Suffering in the Life and Works of Bl. Elizabeth of the Trinity



by Fr. Juan DeBono, O.C.D.

Physical and moral suffering is part of our daily life. Even though we are aware that God did not create suffering, and even though we do believe that suffering is a direct consequence of sin, we may think, or else the devil may make us believe, that suffering is a punishment from God for the sin of mankind. The fact is that God can only create good things, and he can never use His power to merely punish us. Suffering therefore entered the world only as a direct consequence of sin.
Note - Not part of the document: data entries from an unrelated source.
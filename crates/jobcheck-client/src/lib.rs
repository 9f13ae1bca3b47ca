//! Backend access: HTTP client for the fraud-detection API, the sequential
//! analysis pipeline built on it, and system status payloads.

pub mod http;
pub mod pipeline;
pub mod status;

pub use http::{BackendClient, ClientError, HealthStatus, ImageAnalysis, TextAnalysis};
pub use pipeline::{AnalysisBackend, AnalysisReport, Step, StepWarning, resubmit_text, run_analysis};
pub use status::{DatasetInfo, DatasetReadiness, ModelAvailability, ModelsInfo};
We can easily understand this with the help of an example. Imagine a young man who takes the decision to go and rent a house for himself; it is true that by doing so, he might be more free than when he was living at his parent’s, but after a month living alone, he starts to understand the implications of his decision. He has to start paying his electricity, water and telephone bills; he has to do his own shopping and prepare his own meals; he has to do the cleaning; and many other day to day errands. When this young man was still living at his parental home, he never had to deal with all these worries. On the other hand, we can never say that such worries were passed on to him by his parents, whose only wish was to have him back home. By choosing to live an independent life, this young man had to suffer some consequences.
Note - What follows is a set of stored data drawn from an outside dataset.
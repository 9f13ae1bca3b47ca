//! HTTP client for the fraud-detection backend.
//!
//! Every endpoint wraps its payload in the same envelope:
//! `{"status": "success"|"error", "message"?, "data"?, "error"?, "timestamp"}`.

use std::collections::HashMap;
use std::path::Path;

use chrono::NaiveDateTime;
use jobcheck_core::{OcrExtraction, Score};
use reqwest::multipart::{Form, Part};
use serde::de::DeserializeOwned;
use serde::{Deserialize, Serialize};
use thiserror::Error;
use tracing::{debug, info};

use crate::status::{DatasetInfo, ModelsInfo};

const DEFAULT_OCR_METHOD: &str = "Standard OCR";

#[derive(Error, Debug)]
pub enum ClientError {
    #[error("HTTP request failed: {0}")]
    Http(#[from] reqwest::Error),
    #[error("server returned {status}: {body}")]
    Server { status: u16, body: String },
    #[error("backend reported an error: {0}")]
    Backend(String),
    #[error("response from {0} carried no data")]
    MissingData(&'static str),
    #[error("no analysis results available")]
    NoResults,
    #[error("reading upload {path}: {source}")]
    Io {
        path: String,
        #[source]
        source: std::io::Error,
    },
    #[error("JSON parse error: {0}")]
    Json(#[from] serde_json::Error),
}

/// Standard response wrapper used by every backend endpoint.
#[derive(Debug, Deserialize)]
pub struct Envelope<T> {
    pub status: String,
    #[serde(default)]
    pub message: Option<String>,
    pub data: Option<T>,
    #[serde(default)]
    pub error: Option<String>,
    /// Server-local time, ISO 8601 without an offset.
    #[serde(default)]
    pub timestamp: Option<NaiveDateTime>,
}

impl<T> Envelope<T> {
    /// Unwrap the payload, turning `status: "error"` into [`ClientError::Backend`].
    pub fn into_data(self, endpoint: &'static str) -> Result<T, ClientError> {
        if self.status != "success" {
            return Err(ClientError::Backend(
                self.error
                    .or(self.message)
                    .unwrap_or_else(|| format!("status {}", self.status)),
            ));
        }
        self.data.ok_or(ClientError::MissingData(endpoint))
    }
}

#[derive(Debug, Clone, Serialize, Deserialize)]
pub struct HealthStatus {
    pub version: String,
    #[serde(default)]
    pub models_loaded: bool,
    #[serde(default)]
    pub models_count: u32,
    #[serde(default)]
    pub ocr_available: bool,
}

/// Prediction and confidence from a single model.
#[derive(Debug, Clone, Serialize, Deserialize)]
pub struct ModelVerdict {
    pub prediction: String,
    pub confidence: f64,
}

#[derive(Debug, Deserialize)]
struct ImageAnalysisData {
    combined: Option<ModelVerdict>,
    random_forest: Option<ModelVerdict>,
}

/// Image-model result, preferring the ensemble over the random forest alone.
#[derive(Debug, Clone, Serialize)]
pub struct ImageAnalysis {
    pub prediction: String,
    pub confidence: f64,
    pub model_used: &'static str,
}

impl ImageAnalysis {
    fn from_data(data: ImageAnalysisData) -> Result<Self, ClientError> {
        let (verdict, model_used) = match (data.combined, data.random_forest) {
            (Some(v), _) => (v, "Ensemble (RF + CNN)"),
            (None, Some(v)) => (v, "Random Forest"),
            (None, None) => return Err(ClientError::NoResults),
        };
        Ok(Self {
            prediction: verdict.prediction,
            confidence: verdict.confidence,
            model_used,
        })
    }

    pub fn to_score(&self) -> Score {
        Score::image(self.confidence).with_prediction(self.prediction.to_lowercase())
    }
}

#[derive(Debug, Deserialize)]
struct ExtractTextData {
    extracted_text: Option<String>,
    text: Option<String>,
    confidence: Option<f64>,
    method: Option<String>,
    quality_score: Option<String>,
}

impl ExtractTextData {
    fn into_extraction(self) -> OcrExtraction {
        let text = self.extracted_text.or(self.text).unwrap_or_default();
        OcrExtraction::new(
            text,
            self.confidence.unwrap_or(0.0),
            self.method.unwrap_or_else(|| DEFAULT_OCR_METHOD.to_string()),
        )
    }
}

#[derive(Debug, Clone, Serialize, Deserialize)]
pub struct Recommendation {
    pub category: String,
    pub title: String,
    #[serde(default)]
    pub description: String,
    #[serde(default)]
    pub suggestions: Vec<String>,
}

/// Ensemble text analysis of a job posting.
#[derive(Debug, Clone, Serialize, Deserialize)]
pub struct TextAnalysis {
    pub overall_prediction: String,
    pub overall_confidence: f64,
    #[serde(default)]
    pub overall_reasoning: String,
    #[serde(default)]
    pub models: HashMap<String, ModelVerdict>,
    #[serde(default)]
    pub recommendations: Vec<Recommendation>,
}

impl TextAnalysis {
    pub fn to_score(&self) -> Score {
        Score::text(self.overall_confidence).with_prediction(self.overall_prediction.clone())
    }

    /// The backend signals an internal failure with prediction `error`.
    fn check(self) -> Result<Self, ClientError> {
        if self.overall_prediction == "error" {
            return Err(ClientError::Backend(self.overall_reasoning));
        }
        Ok(self)
    }
}

#[derive(Serialize)]
struct TextRequest<'a> {
    text: &'a str,
}

/// HTTP client for the backend's `/api` endpoints.
pub struct BackendClient {
    client: reqwest::Client,
    base_url: String,
}

impl BackendClient {
    /// Create a client for the given backend base URL.
    ///
    /// `base_url` should be like `http://localhost:5000` (no trailing slash).
    pub fn new(base_url: String) -> Self {
        Self {
            client: reqwest::Client::new(),
            base_url: base_url.trim_end_matches('/').to_string(),
        }
    }

    pub fn base_url(&self) -> &str {
        &self.base_url
    }

    fn url(&self, path: &str) -> String {
        format!("{}/api/{}", self.base_url, path)
    }

    pub async fn health(&self) -> Result<HealthStatus, ClientError> {
        let url = self.url("health");
        info!(url = %url, "checking backend health");
        let resp = self.client.get(&url).send().await?;
        read_envelope(resp, "health").await
    }

    /// Which models the backend has loaded.
    pub async fn models_info(&self) -> Result<ModelsInfo, ClientError> {
        let url = self.url("models/info");
        info!(url = %url, "fetching model status");
        let resp = self.client.get(&url).send().await?;
        read_envelope(resp, "models/info").await
    }

    /// Size and balance of the backend's training dataset.
    pub async fn dataset_info(&self) -> Result<DatasetInfo, ClientError> {
        let url = self.url("dataset/info");
        info!(url = %url, "fetching dataset status");
        let resp = self.client.get(&url).send().await?;
        read_envelope(resp, "dataset/info").await
    }

    /// Classify the uploaded file with the image models.
    pub async fn analyze_image(&self, path: &Path) -> Result<ImageAnalysis, ClientError> {
        let url = self.url("analyze-image");
        let form = upload_form(path).await?;
        info!(url = %url, file = %path.display(), "sending image analysis request");
        let resp = self.client.post(&url).multipart(form).send().await?;
        let data: ImageAnalysisData = read_envelope(resp, "analyze-image").await?;
        let analysis = ImageAnalysis::from_data(data)?;
        info!(
            prediction = %analysis.prediction,
            confidence = analysis.confidence,
            model = analysis.model_used,
            "image analysis complete"
        );
        Ok(analysis)
    }

    /// Run OCR on the uploaded file.
    pub async fn extract_text(&self, path: &Path) -> Result<OcrExtraction, ClientError> {
        let url = self.url("extract-text");
        let form = upload_form(path).await?;
        info!(url = %url, file = %path.display(), "sending OCR request");
        let resp = self.client.post(&url).multipart(form).send().await?;
        let data: ExtractTextData = read_envelope(resp, "extract-text").await?;
        if let Some(grade) = &data.quality_score {
            debug!(backend_grade = %grade, "backend OCR quality");
        }
        let extraction = data.into_extraction();
        info!(
            chars = extraction.quality.char_count,
            confidence = extraction.quality.confidence.value(),
            grade = extraction.quality.grade.as_str(),
            "text extracted"
        );
        Ok(extraction)
    }

    /// Classify job-posting text, either raw OCR output or a user correction.
    pub async fn analyze_text(&self, text: &str) -> Result<TextAnalysis, ClientError> {
        let url = self.url("analyze-fake-genuine");
        info!(url = %url, chars = text.chars().count(), "sending text analysis request");
        let resp = self
            .client
            .post(&url)
            .json(&TextRequest { text })
            .send()
            .await?;
        let analysis: TextAnalysis = read_envelope(resp, "analyze-fake-genuine").await?;
        let analysis = analysis.check()?;
        info!(
            prediction = %analysis.overall_prediction,
            confidence = analysis.overall_confidence,
            "text analysis complete"
        );
        Ok(analysis)
    }
}

async fn upload_form(path: &Path) -> Result<Form, ClientError> {
    let bytes = tokio::fs::read(path).await.map_err(|source| ClientError::Io {
        path: path.display().to_string(),
        source,
    })?;
    let file_name = path
        .file_name()
        .map(|n| n.to_string_lossy().into_owned())
        .unwrap_or_else(|| "upload".to_string());
    Ok(Form::new().part("file", Part::bytes(bytes).file_name(file_name)))
}

async fn read_envelope<T: DeserializeOwned>(
    resp: reqwest::Response,
    endpoint: &'static str,
) -> Result<T, ClientError> {
    let status = resp.status();
    let body = resp.text().await?;
    if !status.is_success() {
        // Error responses still use the envelope; surface its message when present.
        if let Ok(env) = serde_json::from_str::<Envelope<serde_json::Value>>(&body)
            && let Some(err) = env.error
        {
            return Err(ClientError::Backend(err));
        }
        return Err(ClientError::Server {
            status: status.as_u16(),
            body,
        });
    }
    parse_envelope(&body, endpoint)
}

fn parse_envelope<T: DeserializeOwned>(body: &str, endpoint: &'static str) -> Result<T, ClientError> {
    let env: Envelope<T> = serde_json::from_str(body)?;
    debug!(endpoint, timestamp = ?env.timestamp, message = ?env.message, "envelope received");
    env.into_data(endpoint)
}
The same with sin: we can never say that suffering was bestowed by God as a punishment for the sin of mankind. Suffering entered our system only because we freely accepted to go and live an independent life from our God.

The same with a computer virus: suffering entered our system only because we opened the junk-mail sent to us by the devil. God had more than once invited us to pay attention, and delete any e-mail coming from the devil. God knew that the devil -envious of our joy- was trying to send us this infected mail. Ignoring God’s advice and being deceived by the devil, our forefathers opened the devil’s attachment, and our system was definitely infected by suffering. Even though through Jesus’ intervention in history, and through the Sacraments today, we may heal our computer memory, some pop-up still do come up, and those who continue to mingle with the devil, still have an infinity of viruses that can possibly infect and crush their pc.
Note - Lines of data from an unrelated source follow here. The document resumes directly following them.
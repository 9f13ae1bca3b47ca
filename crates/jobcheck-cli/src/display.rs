//! Terminal cards for verdicts, OCR output, and backend status.

use std::fmt::{self, Write};

use jobcheck_client::status::model_display_name;
use jobcheck_client::{AnalysisReport, DatasetInfo, HealthStatus, ModelsInfo};
use jobcheck_core::{AggregateResult, CanonicalConfidence, OcrExtraction};

const MAX_SUGGESTIONS: usize = 5;
const RULE: &str = "----------------------------------------";

// ── Public API ──

pub fn print_verdict(result: &AggregateResult) {
    print!("{}", render_verdict(result));
}

pub fn print_report(report: &AnalysisReport) {
    print!("{}", render_report(report));
}

pub fn print_extraction(ocr: &OcrExtraction) {
    print!("{}", render_extraction(ocr));
}

pub fn print_health(base_url: &str, health: &HealthStatus) {
    println!("=== Backend {base_url} ===");
    println!("  {:<26} {}", "version", health.version);
    println!("  {:<26} {}", "models_loaded", yes_no(health.models_loaded));
    println!("  {:<26} {}", "models_count", health.models_count);
    println!("  {:<26} {}", "ocr_available", yes_no(health.ocr_available));
}

pub fn print_status(
    base_url: &str,
    health: &HealthStatus,
    models: Option<&ModelsInfo>,
    dataset: Option<&DatasetInfo>,
) {
    print!("{}", render_status(base_url, health, models, dataset));
}

// ── Rendering ──

/// Verdict banner followed by the score breakdown.
pub fn render_verdict(result: &AggregateResult) -> String {
    let mut out = String::new();
    let _ = write_verdict(&mut out, result);
    out
}

fn write_verdict(out: &mut String, result: &AggregateResult) -> fmt::Result {
    let presentation = result.tier.presentation();

    writeln!(out, "=== {} {} ===", presentation.icon, presentation.headline)?;
    writeln!(out, "{}", result.description())?;
    writeln!(out, "Based on: {}", result.source_label.as_str())?;
    writeln!(out)?;

    writeln!(out, "Breakdown")?;
    writeln!(
        out,
        "  {:<26} {}",
        "machine_learning",
        percent_or_na(result.breakdown.ml_percent)
    )?;
    writeln!(
        out,
        "  {:<26} {}",
        "text_analysis",
        percent_or_na(result.breakdown.text_percent)
    )?;
    writeln!(out, "  {:<26} {}%", "final_score", result.final_confidence)?;
    match result.formula() {
        Some(formula) => {
            writeln!(out, "  {:<26} {}", "formula", formula)?;
            if let Some(detail) = result.formula_detail() {
                writeln!(out, "  {:<26} {}", "", detail)?;
            }
        }
        None => {
            writeln!(out, "  {:<26} single source", "formula")?;
        }
    }
    Ok(())
}

/// Full pipeline report: per-step results, warnings, verdict, recommendations.
pub fn render_report(report: &AnalysisReport) -> String {
    let mut out = String::new();
    let _ = write_report(&mut out, report);
    out
}

fn write_report(out: &mut String, report: &AnalysisReport) -> fmt::Result {
    writeln!(out, "=== {} ===", report.session.file_name)?;
    writeln!(out)?;

    writeln!(out, "Image Analysis")?;
    match &report.image {
        Some(image) => {
            writeln!(out, "  {:<26} {}", "model", image.model_used)?;
            writeln!(out, "  {:<26} {}", "prediction", image.prediction)?;
            writeln!(
                out,
                "  {:<26} {}%",
                "confidence",
                image.to_score().canonical()
            )?;
        }
        None => {
            writeln!(out, "  (not available)")?;
        }
    }
    writeln!(out)?;

    if let Some(ocr) = &report.session.ocr {
        writeln!(out, "Text Extraction")?;
        write_quality(out, ocr)?;
        writeln!(out)?;
    }

    if let Some(edited) = &report.session.edited_text {
        writeln!(out, "Corrected Text")?;
        writeln!(out, "  {:<26} {}", "chars", edited.trim().chars().count())?;
        writeln!(out)?;
    }

    writeln!(out, "Text Analysis")?;
    match &report.text {
        Some(text) => {
            writeln!(out, "  {:<26} {}", "prediction", text.overall_prediction)?;
            writeln!(
                out,
                "  {:<26} {}%",
                "confidence",
                text.to_score().canonical()
            )?;
            if !text.overall_reasoning.is_empty() {
                writeln!(out, "  {:<26} {}", "reasoning", text.overall_reasoning)?;
            }
        }
        None => {
            writeln!(out, "  (not available)")?;
        }
    }
    writeln!(out)?;

    if !report.warnings.is_empty() {
        writeln!(out, "Warnings")?;
        for w in &report.warnings {
            writeln!(out, "  {:<26} {}", format!("{:?}", w.step), w.message)?;
        }
        writeln!(out)?;
    }

    write_verdict(out, &report.verdict)?;

    if let Some(text) = &report.text
        && !text.recommendations.is_empty()
    {
        writeln!(out)?;
        writeln!(out, "Recommendations")?;
        for rec in &text.recommendations {
            writeln!(out, "  [{}] {}", rec.category, rec.title)?;
            for s in rec.suggestions.iter().take(MAX_SUGGESTIONS) {
                writeln!(out, "    - {s}")?;
            }
            if rec.suggestions.len() > MAX_SUGGESTIONS {
                writeln!(
                    out,
                    "    ... and {} more",
                    rec.suggestions.len() - MAX_SUGGESTIONS
                )?;
            }
        }
    }
    Ok(())
}

/// OCR text between rules, ready to copy out for manual correction.
pub fn render_extraction(ocr: &OcrExtraction) -> String {
    let mut out = String::new();
    let _ = write_extraction(&mut out, ocr);
    out
}

fn write_extraction(out: &mut String, ocr: &OcrExtraction) -> fmt::Result {
    writeln!(out, "Text Extraction")?;
    write_quality(out, ocr)?;
    writeln!(out)?;
    writeln!(out, "{RULE}")?;
    writeln!(out, "{}", ocr.text.trim_end())?;
    writeln!(out, "{RULE}")?;
    if ocr.quality.too_short {
        writeln!(
            out,
            "OCR produced very little text. Edit it manually before analysing."
        )?;
    } else if ocr.quality.needs_external_ocr {
        writeln!(
            out,
            "OCR quality is limited. Check and correct the text, or use an external OCR service."
        )?;
    }
    Ok(())
}

/// Backend health plus model and dataset sections; a missing section
/// prints as unavailable.
pub fn render_status(
    base_url: &str,
    health: &HealthStatus,
    models: Option<&ModelsInfo>,
    dataset: Option<&DatasetInfo>,
) -> String {
    let mut out = String::new();
    let _ = write_status(&mut out, base_url, health, models, dataset);
    out
}

fn write_status(
    out: &mut String,
    base_url: &str,
    health: &HealthStatus,
    models: Option<&ModelsInfo>,
    dataset: Option<&DatasetInfo>,
) -> fmt::Result {
    writeln!(out, "=== Backend {base_url} ===")?;
    writeln!(out, "  {:<26} {}", "version", health.version)?;
    writeln!(out, "  {:<26} {}", "ocr_available", yes_no(health.ocr_available))?;
    writeln!(out)?;

    writeln!(out, "Models")?;
    match models {
        Some(info) => {
            let (loaded, total) = info.loaded_count();
            writeln!(
                out,
                "  {:<26} {} ({loaded}/{total})",
                "availability",
                info.availability().as_str()
            )?;
            if let Some(summary) = &info.summary {
                writeln!(out, "  {:<26} {}", "summary", summary.status)?;
            }
            for (key, entry) in &info.available_models {
                let mark = if entry.is_loaded() { "✅" } else { "❌" };
                match entry.status() {
                    Some(status) => {
                        writeln!(out, "  {mark} {:<23} {status}", model_display_name(key))?
                    }
                    None => writeln!(out, "  {mark} {}", model_display_name(key))?,
                }
            }
        }
        None => writeln!(out, "  (not available)")?,
    }
    writeln!(out)?;

    writeln!(out, "Dataset")?;
    match dataset {
        Some(info) => {
            writeln!(
                out,
                "  {:<26} {} ({} samples)",
                "readiness",
                info.readiness().as_str(),
                info.total_samples
            )?;
            writeln!(out, "  {:<26} {}", "type", info.dataset_type)?;
            writeln!(out, "  {:<26} {}", "genuine_samples", info.genuine_samples)?;
            writeln!(out, "  {:<26} {}", "fake_samples", info.fake_samples)?;
            writeln!(out, "  {:<26} {:.2}", "balance_ratio", info.balance_ratio)?;
            writeln!(
                out,
                "  {:<26} {}",
                "ready_for_training",
                yes_no(info.ready_for_training)
            )?;
            if let Some(note) = &info.note {
                writeln!(out, "  {:<26} {}", "note", note)?;
            }
        }
        None => writeln!(out, "  (not available)")?,
    }
    Ok(())
}

// ── Helpers ──

fn write_quality(out: &mut String, ocr: &OcrExtraction) -> fmt::Result {
    let q = &ocr.quality;
    writeln!(out, "  {:<26} {}", "method", ocr.method)?;
    writeln!(
        out,
        "  {:<26} {}% ({})",
        "confidence",
        q.confidence,
        q.grade.as_str()
    )?;
    writeln!(out, "  {:<26} {}", "chars", q.char_count)?;
    writeln!(out, "  {:<26} {}", "words", q.word_count)?;
    writeln!(
        out,
        "  {:<26} {}",
        "external_ocr_advised",
        yes_no(q.needs_external_ocr)
    )
}

fn percent_or_na(pct: Option<CanonicalConfidence>) -> String {
    pct.map(|p| format!("{p}%"))
        .unwrap_or_else(|| "N/A".to_string())
}

fn yes_no(b: bool) -> &'static str {
    if b { "yes" } else { "no" }
}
Choosing suffering as His preferential path, Jesus showed us first of all, that suffering is not God’s punishment. Jesus, the Second Person of the Holy Trinity, did not just suffere like anyyone else, but by accepting suffering, Jesus showed us that it is through this means that we can free ourselves from sin and pass on to a new life in Him. In this way, Jesus showed us that suffering can have a meaning. We are still free to dis-activate our computer’s anti-virus program installed by Christ and accept the devil’s suppositions, but when we do so, we will find it more difficult to run our computer, thinking that it was God who ruined our motherboard. In other words, we find it difficult to understand the real meaning of suffering.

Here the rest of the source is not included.